*Directions for this task*:
When a line of the entries contains the word "them", report that line.

Stored data entries
* * *

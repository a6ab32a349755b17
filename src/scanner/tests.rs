use super::*;
use crate::geometry::{Point, Vector};
use std::collections::HashSet;

const W: usize = 40;
const H: usize = 30;

fn inside(p: &Point) -> bool {
    p.x >= 0 && p.y >= 0 && (p.x as usize) < W && (p.y as usize) < H
}

#[test]
fn scans_never_leave_the_image() {
    let provider = ScannerProvider::new(W, H);
    let strokes = [
        (Point::new(5, 3), Point::new(30, 20)),
        (Point::new(30, 20), Point::new(5, 3)),
        (Point::new(2, 28), Point::new(35, 1)),
        (Point::new(20, 0), Point::new(22, 29)),
        (Point::new(20, 29), Point::new(17, 0)),
        (Point::new(0, 15), Point::new(39, 15)),
        (Point::new(10, 10), Point::new(10, 20)),
        (Point::new(3, 3), Point::new(25, 25)),
    ];
    for ortho in [false, true] {
        let provider = provider.with_ortho(ortho);
        for (p1, p2) in strokes {
            let mut scanner = provider
                .for_stroke(p1, p2)
                .expect("non-null stroke gives a scanner");
            assert!(scanner.first().iter().all(inside));
            for _ in 0..200 {
                let left = scanner.next_on_left();
                let right = scanner.next_on_right();
                assert!(
                    left.iter().all(inside) && right.iter().all(inside),
                    "scan outside the image for {p1:?} -> {p2:?} (ortho {ortho})"
                );
            }
            assert!(scanner.next_on_left().is_empty());
            assert!(scanner.next_on_right().is_empty());
        }
    }
}

#[test]
fn scan_lines_tile_the_strip() {
    let provider = ScannerProvider::new(W, H);
    let mut scanner = provider
        .for_stroke(Point::new(5, 3), Point::new(30, 20))
        .expect("scanner");
    let mut seen = HashSet::new();
    let mut scans = vec![scanner.first()];
    for _ in 0..60 {
        scans.push(scanner.next_on_left());
        scans.push(scanner.next_on_right());
    }
    for p in scans.into_iter().flatten() {
        assert!(seen.insert(p), "pixel {p:?} visited twice");
    }
}

#[test]
fn vertical_stroke_scans_full_columns() {
    let provider = ScannerProvider::new(100, 64);
    let mut scanner = provider
        .for_stroke(Point::new(10, 0), Point::new(10, 63))
        .expect("scanner");
    assert_eq!(scanner.octant(), Octant::SteepDown);
    let first = scanner.first();
    assert_eq!(first.len(), 64);
    assert_eq!(first[0], Point::new(10, 0));
    assert!(first.iter().all(|p| p.x == 10));
    assert!(scanner.next_on_right().iter().all(|p| p.x == 11));
    assert!(scanner.next_on_left().iter().all(|p| p.x == 9));
    assert_eq!(provider.for_stroke(Point::new(4, 4), Point::new(4, 4)).map(|_| ()), None);
}

#[test]
fn centred_scan_spans_the_requested_length() {
    let provider = ScannerProvider::new(100, 64);
    let scanner = provider
        .for_center(Point::new(50, 30), Vector::new(0, -5), 8, false)
        .expect("scanner");
    let first = scanner.first();
    assert_eq!(first.len(), 9);
    assert_eq!(first.first(), Some(&Point::new(50, 26)));
    assert_eq!(first.last(), Some(&Point::new(50, 34)));
}

#[test]
fn bind_to_rescales_the_strip_width() {
    let provider = ScannerProvider::new(100, 64);
    let mut scanner = provider
        .for_center(Point::new(50, 30), Vector::new(0, 64), 8, true)
        .expect("scanner");
    assert_eq!(scanner.first().len(), 9);

    // Same direction, unit normal: width kept.
    scanner.bind_to(0, 1, 30);
    let scan = scanner.next_on_right();
    assert_eq!(scan.len(), 9);
    assert_eq!(scan[0], Point::new(51, 26));

    // Diagonal normal: L1 norm grows twice as fast as L∞, width doubles.
    scanner.bind_to(1, 1, 80);
    let scan = scanner.next_on_right();
    assert!(scan.iter().all(|p| p.x == 52));
    assert_eq!(scan.len(), 17);
    assert_eq!(scan[0], Point::new(52, 20));

    // Static scanners ignore re-binding.
    let mut fixed = provider
        .for_center(Point::new(50, 30), Vector::new(0, 64), 8, false)
        .expect("scanner");
    fixed.bind_to(1, 1, 80);
    assert_eq!(fixed.next_on_right().len(), 9);
}

#[test]
fn locate_inverts_the_line_layout() {
    let provider = ScannerProvider::new(100, 64);
    let mut scanner = provider
        .for_center(Point::new(50, 30), Vector::new(0, 7), 8, false)
        .expect("scanner");
    assert_eq!(
        scanner.locate(Point::new(53, 28)),
        ScanPosition { line: 3, offset: -2 }
    );
    for _ in 0..2 {
        scanner.next_on_left();
    }
    let scan = scanner.next_on_left();
    let pos = scanner.locate(scan[0]);
    assert_eq!(pos.line, -3);

    let mut oblique = provider
        .for_stroke(Point::new(10, 10), Point::new(40, 25))
        .expect("scanner");
    oblique.next_on_right();
    let scan = oblique.next_on_right();
    for p in scan {
        assert_eq!(oblique.locate(p).line, 2, "pixel {p:?}");
    }
}

#[test]
fn ortho_scans_are_axis_parallel() {
    let provider = ScannerProvider::new(30, 30).with_ortho(true);
    let scanner = provider
        .for_stroke(Point::new(0, 0), Point::new(20, 10))
        .expect("scanner");
    let first = scanner.first();
    assert_eq!(first.len(), 23);
    assert!(first.iter().all(|p| p.y == 5));
    assert_eq!(first[0], Point::new(0, 5));
}
use crate::geometry::Vector;

/// Direction family of a scanner, for a direction `(a, b)` normalised so
/// that `a >= 0` (and `b > 0` when `a == 0`).
///
/// The name gives the major axis and the sense of `y` along the scan.
#[derive(Clone, Copy, Debug, PartialEq, Eq)]
pub enum Octant {
    /// `b < 0`, `-b > a`: y-major, `y` decreasing.
    SteepUp,
    /// `b < 0`, `-b <= a`: x-major, `y` decreasing.
    FlatUp,
    /// `b >= 0`, `b <= a`: x-major, `y` increasing.
    FlatDown,
    /// `b >= 0`, `b > a`: y-major, `y` increasing.
    SteepDown,
}

impl Octant {
    /// Family of the normalised direction `(a, b)`.
    pub fn of(a: i32, b: i32) -> Self {
        if b < 0 {
            if -b > a {
                Octant::SteepUp
            } else {
                Octant::FlatUp
            }
        } else if b > a {
            Octant::SteepDown
        } else {
            Octant::FlatDown
        }
    }

    #[inline]
    pub fn is_x_major(self) -> bool {
        matches!(self, Octant::FlatUp | Octant::FlatDown)
    }

    /// Unit move along the major axis.
    pub fn major(self) -> Vector {
        match self {
            Octant::SteepUp => Vector::new(0, -1),
            Octant::SteepDown => Vector::new(0, 1),
            Octant::FlatUp | Octant::FlatDown => Vector::new(1, 0),
        }
    }

    /// Unit move along the minor axis, applied on pattern steps.
    pub fn minor(self) -> Vector {
        match self {
            Octant::SteepUp | Octant::SteepDown => Vector::new(1, 0),
            Octant::FlatUp => Vector::new(0, -1),
            Octant::FlatDown => Vector::new(0, 1),
        }
    }

    /// Shift from one scan line to the next one on the right, i.e. towards
    /// `(b, -a)`.
    pub fn right(self) -> Vector {
        match self {
            Octant::SteepUp => Vector::new(-1, 0),
            Octant::SteepDown => Vector::new(1, 0),
            Octant::FlatUp | Octant::FlatDown => Vector::new(0, -1),
        }
    }
}

/// Normalises a direction so that `a >= 0`, and `b > 0` when `a == 0`.
pub(crate) fn normalise(d: Vector) -> Vector {
    if d.x < 0 || (d.x == 0 && d.y < 0) {
        -d
    } else {
        d
    }
}
//! Blurred segment detector.
//!
//! Overview
//! - A probe is a stroke `p1 p2` drawn across the expected segment. The
//!   [`Detector`] runs a staged acceptance pipeline on it: an optional
//!   preliminary pass re-centring the probe, an undirected initial pass, a
//!   density gate, an optional outlier pre-filter, an orientation gate, the
//!   direction-constrained fine pass, then size, length, density and
//!   connectivity gates and an optional outlier post-filter. Every gate has
//!   its own [`ResultCode`].
//! - Sweeps lay a grid of probe strokes over the whole image (vertical ones
//!   from the centre outwards, then horizontal ones). Every local maximum of
//!   a stroke not yet covered starts a detection; accepted segments are
//!   written into the gradient field's occupancy mask so that later strokes
//!   skip them.
//!
//! Ownership
//! - Single probe calls keep at most one segment per [`Step`]; the next call
//!   replaces them. Sweeps and multi-selections accumulate a list. Results
//!   can be moved out with [`Detector::take_blurred_segment`] and
//!   [`Detector::take_blurred_segments`].
//!
//! Modules
//! - [`params`]: [`DetectorConfig`] and [`EdgeDirection`].
//! - `result`: [`ResultCode`] and [`Step`].
//! - `pipeline`: the single probe pipeline.
//! - `sweep`: whole image and multi-selection runs.

pub mod params;
mod pipeline;
mod result;
mod sweep;

pub use params::{DetectorConfig, EdgeDirection, ABSOLUTE_MIN_SIZE};
pub use result::{ResultCode, Step};
pub use sweep::SweepReport;

use crate::edges::{FieldConfig, GradientField};
use crate::geometry::Point;
use crate::image::ImageU8;
use crate::segments::{BlurredSegment, OutlierFilter};
use crate::tracker::{TrackFailure, Tracker};
use serde::Serialize;

/// Scan width of the initial pass when started from a known point.
pub const FAST_TRACK_SCAN_WIDTH: i32 = 16;
/// Lower bound of the half length of a re-centred probe.
pub const PRELIM_MIN_HALF_WIDTH: i32 = 10;

/// Probe handed to one of the undirected passes.
#[derive(Clone, Copy, Debug, PartialEq, Eq, Serialize)]
pub struct ProbeInput {
    pub p1: Point,
    pub p2: Point,
    /// Central scan width, 0 when the scan runs the whole stroke.
    pub scan_width: i32,
    pub center: Option<Point>,
}

#[derive(Clone, Copy, Debug, PartialEq, Eq)]
enum LastRun {
    None,
    Sweep { balanced: bool },
    Selection { p1: Point, p2: Point },
}

/// Blurred segment detector working on one gradient field.
pub struct Detector {
    config: DetectorConfig,
    field: GradientField,
    prelim_tracker: Tracker,
    initial_tracker: Tracker,
    fine_tracker: Tracker,
    prefilter: OutlierFilter,
    filter: OutlierFilter,
    prelim_bs: Option<BlurredSegment>,
    initial_bs: Option<BlurredSegment>,
    final_bs: Option<BlurredSegment>,
    segments: Vec<BlurredSegment>,
    prelim_input: Option<ProbeInput>,
    initial_input: Option<ProbeInput>,
    result: ResultCode,
    trials: usize,
    max_trials: usize,
    last_run: LastRun,
}

impl Detector {
    /// Detector owning `field`.
    pub fn new(field: GradientField, config: DetectorConfig) -> Self {
        let (w, h) = (field.width(), field.height());
        let tracker = Tracker::new(w, h, config.tracker.clone());
        Self {
            max_trials: config.max_trials,
            config,
            field,
            prelim_tracker: tracker.clone(),
            initial_tracker: tracker.clone(),
            fine_tracker: tracker,
            prefilter: OutlierFilter::new(),
            filter: OutlierFilter::new(),
            prelim_bs: None,
            initial_bs: None,
            final_bs: None,
            segments: Vec::new(),
            prelim_input: None,
            initial_input: None,
            result: ResultCode::Undetermined,
            trials: 0,
            last_run: LastRun::None,
        }
    }

    /// Builds the gradient field of `img` and a detector on it.
    pub fn from_image(img: &ImageU8, field_config: FieldConfig, config: DetectorConfig) -> Self {
        Self::new(GradientField::new(img, field_config), config)
    }

    /// Library version.
    pub fn version() -> &'static str {
        env!("CARGO_PKG_VERSION")
    }

    pub fn config(&self) -> &DetectorConfig {
        &self.config
    }

    /// Replaces the whole configuration. Stored results are kept.
    pub fn set_config(&mut self, config: DetectorConfig) {
        for tracker in [
            &mut self.prelim_tracker,
            &mut self.initial_tracker,
            &mut self.fine_tracker,
        ] {
            tracker.set_config(config.tracker.clone());
        }
        self.max_trials = config.max_trials;
        self.config = config;
    }

    pub fn field(&self) -> &GradientField {
        &self.field
    }

    /// Gives the gradient field back.
    pub fn into_field(self) -> GradientField {
        self.field
    }

    /// Outcome of the last single probe detection.
    pub fn result(&self) -> ResultCode {
        self.result
    }

    /// Detections attempted by the last sweep or multi-selection.
    pub fn count_of_trials(&self) -> usize {
        self.trials
    }

    /// Segment limit of the next sweep; dropped to 0 once a sweep ends below
    /// it.
    pub fn max_trials(&self) -> usize {
        self.max_trials
    }

    /// Segment stored for `step` by the last single probe detection.
    ///
    /// Rejected detections keep the segment of the stage that failed, so
    /// this is not necessarily an accepted one; check [`Detector::result`].
    pub fn blurred_segment(&self, step: Step) -> Option<&BlurredSegment> {
        match step {
            Step::Preliminary => self.prelim_bs.as_ref(),
            Step::Initial => self.initial_bs.as_ref(),
            Step::Final => self.final_bs.as_ref(),
        }
    }

    /// Segments of the last sweep or multi-selection.
    pub fn blurred_segments(&self) -> &[BlurredSegment] {
        &self.segments
    }

    /// Moves a stored segment out of the detector.
    pub fn take_blurred_segment(&mut self, step: Step) -> Option<BlurredSegment> {
        match step {
            Step::Preliminary => self.prelim_bs.take(),
            Step::Initial => self.initial_bs.take(),
            Step::Final => self.final_bs.take(),
        }
    }

    /// Moves the sweep segments out of the detector.
    pub fn take_blurred_segments(&mut self) -> Vec<BlurredSegment> {
        std::mem::take(&mut self.segments)
    }

    /// Probe handed to the preliminary or initial pass of the last
    /// detection.
    pub fn scan_input(&self, step: Step) -> Option<ProbeInput> {
        match step {
            Step::Preliminary => self.prelim_input,
            Step::Initial => self.initial_input,
            Step::Final => None,
        }
    }

    /// Scans visited by a pass, when `record_scans` is set.
    pub fn scans(&self, step: Step) -> &[Vec<Point>] {
        match step {
            Step::Preliminary => self.prelim_tracker.scans(),
            Step::Initial => self.initial_tracker.scans(),
            Step::Final => self.fine_tracker.scans(),
        }
    }

    /// Why the last fine track stopped.
    pub fn track_failure(&self) -> TrackFailure {
        self.fine_tracker.failure()
    }

    /// Points dropped by the outlier filter of a step.
    pub fn rejected(&self, step: Step) -> &[Point] {
        match step {
            Step::Final => self.filter.rejected(),
            _ => self.prefilter.rejected(),
        }
    }
}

* * *

*Output of the task*:
//!   skip them.
//!   replaces them. Sweeps and multi-selections accumulate a list. Results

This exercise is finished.